Le séminaire ETIUS est organisé par l’unité de recherche CONFLUENCE : Sciences et Humanités de l’Université Catholique de Lyon dans le cadre du projet NHNAI (New Humanism at the time of Neurosciences and Artificial Intelligence).

Pour cette première séance, nous avons eu le plaisir d’écouter Christine Plasse-Bouteyre, sociologue et enseignante-chercheure à l’unité de recherche CONFLUENCE : Sciences et humanités de l’Université Catholique de Lyon. Ses champs d’enseignement et de recherche incluent la sociologie des socialisations scolaire et familiale et la sociologie des politiques publiques et des dispositifs dans le champ social, scolaire et sanitaire.

Avec son intervention, Christine Plasse-Bouteyre nous a permis d’interroger le fondement et les limites du concept « d’empowerment » comme renforcement des capacités d’action des citoyens et mode renouvelé d’interpellation citoyenne. Modalité souvent perçue comme une solution à la crise de la représentation politique, cette forme de « démocratie participative » soulève de nombreuses questions quant aux attendus de la citoyenneté contemporaine, aux modes alternatifs d’expertise, d’évaluation et de contrôle des décisions et actions gouvernementales. À partir de situations concrètes et de réflexions plus conceptuelles, il s’agira de réfléchir aux enjeux d’une organisation qui soit à la fois démocratique, efficace et garante de la participation de tous.

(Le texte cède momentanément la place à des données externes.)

//! Worker loop.
//!
//! Workers drain the scheduler in priority order, run the configured
//! processing function, acknowledge the source message, and emit a
//! structured completion record per transaction.

mod logging;
mod runner;
mod types;

pub use logging::LoggingProcessor;
pub use runner::Worker;
pub use types::*;
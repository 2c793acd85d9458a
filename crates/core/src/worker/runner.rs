//! Worker loop implementation.
//!
//! Per-worker state machine:
//! Idle -> Extracting -> Processing -> Acknowledging -> Idle,
//! with Backoff -> Idle when extraction finds nothing. The loop only
//! terminates on the shutdown signal, checked at the top of each
//! iteration; in-flight processing always completes.

use std::sync::Arc;
use std::time::{Duration, Instant};

use chrono::Utc;
use tokio::sync::broadcast;
use tracing::{info, warn};

use crate::metrics;
use crate::queue::MessageQueue;
use crate::scheduler::{PendingEntry, Scheduler};

use super::types::{
    CompletionRecord, FailureDisposition, FailureHook, Outcome, Processor,
};

/// A single worker draining the scheduler.
pub struct Worker {
    id: usize,
    scheduler: Arc<dyn Scheduler>,
    queue: Arc<dyn MessageQueue>,
    processor: Arc<dyn Processor>,
    failure_hook: Arc<dyn FailureHook>,
    backoff: Duration,
}

impl Worker {
    pub fn new(
        id: usize,
        scheduler: Arc<dyn Scheduler>,
        queue: Arc<dyn MessageQueue>,
        processor: Arc<dyn Processor>,
        failure_hook: Arc<dyn FailureHook>,
        backoff: Duration,
    ) -> Self {
        Self {
            id,
            scheduler,
            queue,
            processor,
            failure_hook,
            backoff,
        }
    }

    /// Run the worker loop until shutdown is signalled.
    pub async fn run(self, mut shutdown: broadcast::Receiver<()>) {
        info!(worker = self.id, processor = self.processor.name(), "Worker started");
        loop {
            match shutdown.try_recv() {
                Err(broadcast::error::TryRecvError::Empty) => {}
                _ => {
                    info!(worker = self.id, "Worker received shutdown signal");
                    break;
                }
            }

            match self.scheduler.extract_max() {
                Some(entry) => self.process_entry(entry).await,
                None => {
                    // Bounded backoff instead of busy-spinning on an
                    // empty scheduler.
                    tokio::select! {
                        _ = shutdown.recv() => {
                            info!(worker = self.id, "Worker received shutdown signal");
                            break;
                        }
                        _ = tokio::time::sleep(self.backoff) => {}
                    }
                }
            }
        }
        info!(worker = self.id, "Worker stopped");
    }

    /// Process one extracted entry and resolve its source message.
    async fn process_entry(&self, entry: PendingEntry) {
        let started = Instant::now();
        let result = self.processor.process(&entry.transaction).await;
        metrics::PROCESSING_DURATION.observe(started.elapsed().as_secs_f64());

        let record = match result {
            Ok(()) => {
                if let Err(e) = self.queue.ack(entry.handle).await {
                    warn!(worker = self.id, "Failed to ack processed message: {}", e);
                }
                CompletionRecord {
                    transaction_id: entry.transaction.id.clone(),
                    value: entry.transaction.value,
                    outcome: Outcome::Success,
                    processed_at: Utc::now(),
                    error: None,
                }
            }
            Err(e) => {
                // Never re-admitted here; the hook owns escalation.
                let disposition = self.failure_hook.on_failure(&entry.transaction, &e).await;
                let resolve = match disposition {
                    FailureDisposition::Ack => self.queue.ack(entry.handle).await,
                    FailureDisposition::Nack => self.queue.nack(entry.handle).await,
                };
                if let Err(resolve_err) = resolve {
                    warn!(
                        worker = self.id,
                        "Failed to resolve message after processing failure: {}", resolve_err
                    );
                }
                CompletionRecord {
                    transaction_id: entry.transaction.id.clone(),
                    value: entry.transaction.value,
                    outcome: Outcome::Failure,
                    processed_at: Utc::now(),
                    error: Some(e.to_string()),
                }
            }
        };

        metrics::TRANSACTIONS_PROCESSED
            .with_label_values(&[record.outcome.as_str()])
            .inc();
        info!(
            worker = self.id,
            transaction_id = %record.transaction_id,
            value = record.value,
            outcome = record.outcome.as_str(),
            processed_at = %record.processed_at.to_rfc3339(),
            "Transaction completed"
        );
    }
}
//! Dispatcher configuration.

use serde::{Deserialize, Serialize};

/// Configuration for the transaction dispatcher.
#[derive(Debug, Clone, Serialize, Deserialize)]
pub struct DispatcherConfig {
    /// Number of concurrent worker loops.
    #[serde(default = "default_worker_count")]
    pub worker_count: usize,

    /// How long a worker sleeps after finding the scheduler empty
    /// (milliseconds).
    #[serde(default = "default_backoff_ms")]
    pub backoff_ms: u64,
}

fn default_worker_count() -> usize {
    1
}

fn default_backoff_ms() -> u64 {
    25
}

impl Default for DispatcherConfig {
    fn default() -> Self {
        Self {
            worker_count: default_worker_count(),
            backoff_ms: default_backoff_ms(),
        }
    }
}
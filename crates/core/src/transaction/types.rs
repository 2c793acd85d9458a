//! Types for transaction records.

use chrono::{DateTime, Utc};
use serde::{Deserialize, Serialize};
use thiserror::Error;

/// Errors that can occur while parsing an inbound payload.
#[derive(Debug, Error)]
pub enum PayloadError {
    /// Payload was not valid JSON, or required fields were missing or of
    /// the wrong type.
    #[error("invalid payload: {0}")]
    Invalid(#[from] serde_json::Error),

    /// Monetary value was negative or not a finite number.
    #[error("invalid value {0}: must be a non-negative finite number")]
    InvalidValue(f64),
}

/// A monetary transaction pulled off the message queue.
///
/// Immutable once admitted into the scheduler.
#[derive(Debug, Clone, Serialize, Deserialize)]
pub struct Transaction {
    /// Unique identifier, e.g. "txn_1".
    pub id: String,
    /// Monetary value. Non-negative, drives scheduling priority.
    pub value: f64,
    /// Point in time of origination (ISO-8601 on the wire).
    pub timestamp: DateTime<Utc>,
}

impl Transaction {
    /// Parse and validate a raw message payload.
    ///
    /// The expected shape is `{"id": string, "value": number,
    /// "timestamp": ISO-8601 string}`.
    pub fn from_payload(payload: &[u8]) -> Result<Self, PayloadError> {
        let tx: Transaction = serde_json::from_slice(payload)?;
        if !tx.value.is_finite() || tx.value < 0.0 {
            return Err(PayloadError::InvalidValue(tx.value));
        }
        Ok(tx)
    }
}

#[cfg(test)]
mod tests {
    use super::*;

    #[test]
    fn test_parse_valid_payload() {
        let payload = br#"{"id": "txn_1", "value": 500, "timestamp": "2023-10-01T10:00:00Z"}"#;
        let tx = Transaction::from_payload(payload).unwrap();
        assert_eq!(tx.id, "txn_1");
        assert_eq!(tx.value, 500.0);
        assert_eq!(tx.timestamp.to_rfc3339(), "2023-10-01T10:00:00+00:00");
    }

    #[test]
    fn test_parse_missing_field() {
        let payload = br#"{"id": "txn_1", "timestamp": "2023-10-01T10:00:00Z"}"#;
        let result = Transaction::from_payload(payload);
        assert!(matches!(result, Err(PayloadError::Invalid(_))));
    }

    #[test]
    fn test_parse_wrong_type() {
        let payload = br#"{"id": "txn_1", "value": "lots", "timestamp": "2023-10-01T10:00:00Z"}"#;
        let result = Transaction::from_payload(payload);
        assert!(matches!(result, Err(PayloadError::Invalid(_))));
    }

    #[test]
    fn test_parse_not_json() {
        let result = Transaction::from_payload(b"not json at all");
        assert!(matches!(result, Err(PayloadError::Invalid(_))));
    }

    #[test]
    fn test_parse_negative_value() {
        let payload = br#"{"id": "txn_1", "value": -1.0, "timestamp": "2023-10-01T10:00:00Z"}"#;
        let result = Transaction::from_payload(payload);
        assert!(matches!(result, Err(PayloadError::InvalidValue(_))));
    }

    #[test]
    fn test_transaction_roundtrip() {
        let tx = Transaction {
            id: "txn_42".to_string(),
            value: 1234.56,
            timestamp: Utc::now(),
        };
        let json = serde_json::to_string(&tx).unwrap();
        let parsed: Transaction = serde_json::from_str(&json).unwrap();
        assert_eq!(parsed.id, "txn_42");
        assert_eq!(parsed.value, 1234.56);
    }
}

Résumé de l’intervention de Christine Plasse-Bouteyere

« L’empowerment » est un terme anglais difficilement traduisible, qu’on peut rapprocher de « capacitation » ou « pouvoir d’agir » en français.

Introduction : histoire de la notion d’empowerment

Depuis les années 2000, la notion d’empowerment est de plus en plus présente dans la littérature savante et militante et gagne en visibilité dans les débats publics. Elle représente notamment un idéal de démocratie participative, d’une démarche d’intervention sociale du groupe sur le groupe, ou encore d’une citoyenneté ordinaire qui saurait se prendre en charge et être maître de son destin. Elle permet de promouvoir la justice sociale et la citoyenneté.

Cette notion renvoie à deux dimensions. La première est l’idée de pouvoir, car il s’agit de prendre pouvoir sur quelque chose. La deuxième est que ce pouvoir est gagné par un processus d’apprentissage. On pourrait donc définir la notion d’empowerment comme étant en même temps un état et une trajectoire, où il s’agit de prendre conscience de soi et des autres pour gagner quelque chose. Dans cette notion, se jouent des rapports entre individuation, inscription dans des collectifs et conscience sociale de soi. C’est donc un processus autant individuel que collectif, à la fois social et politique, qui désigne aussi une démarche d’autoréalisation, d’émancipation, de reconnaissance (car il s’agit parfois de groupes demandant explicitement une reconnaissance), et de transformation sociale.

Derrière ce terme, se joue le rapport entre l’expérience politique et l’expérience ordinaire ou encore entre pratiques politiques et pratiques citoyennes. En effet, c’est dans les situations ordinaires de la vie quotidienne que l’on retrouve des questions politiques Ainsi, la notion d’empowerment renvoie à la question de savoir comment le politique se construit dans les rapports ordinaires.

La notion d’empowerment s’oppose à une vision ou tradition de bienfaisance, où les bénéficiaires sont perçus comme les « victimes » qui appartiennent à un groupe de malheureux. Il s’agit justement de sortir de cette image. Mais elle s’oppose également au modèle du bienfaiteur et du libérateur.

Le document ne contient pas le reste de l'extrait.